Camina sin mirarlos, porque un mal paso o un movimiento en falso podrían acarrearle un tiro por la espalda. Ya lo había visto tantas veces como tantas había visto las lágrimas de su familia, de sus amigos, de sus vecinos. Funerales que reemplazaban a los matrimonios y cumpleaños de gente que de joven sólo tenían la alegría. al momento de morir.
Al final de su caminata llega a un puesto de vigilancia. No pasan de una cincuentena. Trabajan en el campo cercano, fuera de las murallas y barricadas que limitan su vida y su esperanza. Lo revisan minuciosamente, mientras le hablan en una lengua extraña, que de tanto escucharla le suena a ladridos de perros feroces. Por eso ante las mismas preguntas, sólo asiente con la cabeza y espera que le den la orden de avanzar.
Trabaja de Sol a Sol. Pero, sabe que cuando regrese no encontrará mucho para consumir. Porque en donde lo esperan, solo hay unas horas de electricidad al día. El gas escasea y el agua también. Y los alimentos entran de contrabando o de la ayuda de algunos caritativos. Pero, igual, lo que gana le proporciona un extra para su familia. Una esposa y una hija que cuando se despiden de él, cada mañana, no saben si regresará.
Cuando lo hace, agradece el estar junto a su familia una vez más. Pero sabe que cada día que pasa, es un día menos para él, y uno más para su hija. Y en el silencio de la noche, se pregunta si vale la pena que crezca en ese arrinconamiento. Porque desde el día de la invasión, los fueron empujando de su lugar natural, muy lejos hacia el este, hasta prácticamente encarcelarlos en un pedazo de tierra, desconocida. Donde todo se estaba derrumbando, hasta la esperanza.
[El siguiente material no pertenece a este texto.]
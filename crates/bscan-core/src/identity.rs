//! Device identification code extraction

use tracing::warn;

use crate::ast::{join_bits, BsdlAst};
use crate::dut::DutError;

/// Optional-register key carrying the IDCODE bit pattern
pub const IDCODE_KEY: &str = "idcode_register";

/// Find the IDCODE declaration and return its bit pattern
///
/// The first declaration wins. Later declarations that disagree with it are
/// reported but do not fail resolution.
pub fn resolve_idcode(ast: &BsdlAst) -> Result<String, DutError> {
    let mut found = ast
        .optional_registers()
        .iter()
        .filter_map(|record| record.get(IDCODE_KEY))
        .map(join_bits);

    let idcode = found.next().ok_or(DutError::MissingIdentity)?;

    for other in found.filter(|other| *other != idcode) {
        warn!(
            used = %idcode,
            ignored = %other,
            "Conflicting IDCODE declarations, keeping the first"
        );
    }

    Ok(idcode)
}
Por eso tiene que compartir una casa, con muchos miembros de su familia y otros que no lo son. Demasiadas personas, para poder mirar más allá de la sonrisa de su hija que corretea entre los ladrillos y el polvo del desmonte. Y lo único que lo hace fuerte es la certeza de su fe. La creencia de que su Dios nunca lo abandonará. Y que algún día la invasión se terminará y todo habrá quedado atrás, y habrá pasado tan rápido como una plegaria. Por eso reza, y los sufrimientos de la escasez y del amontonamiento, se atenúan. Mientras los invasores se mantengan lejos, aún se puede vivir.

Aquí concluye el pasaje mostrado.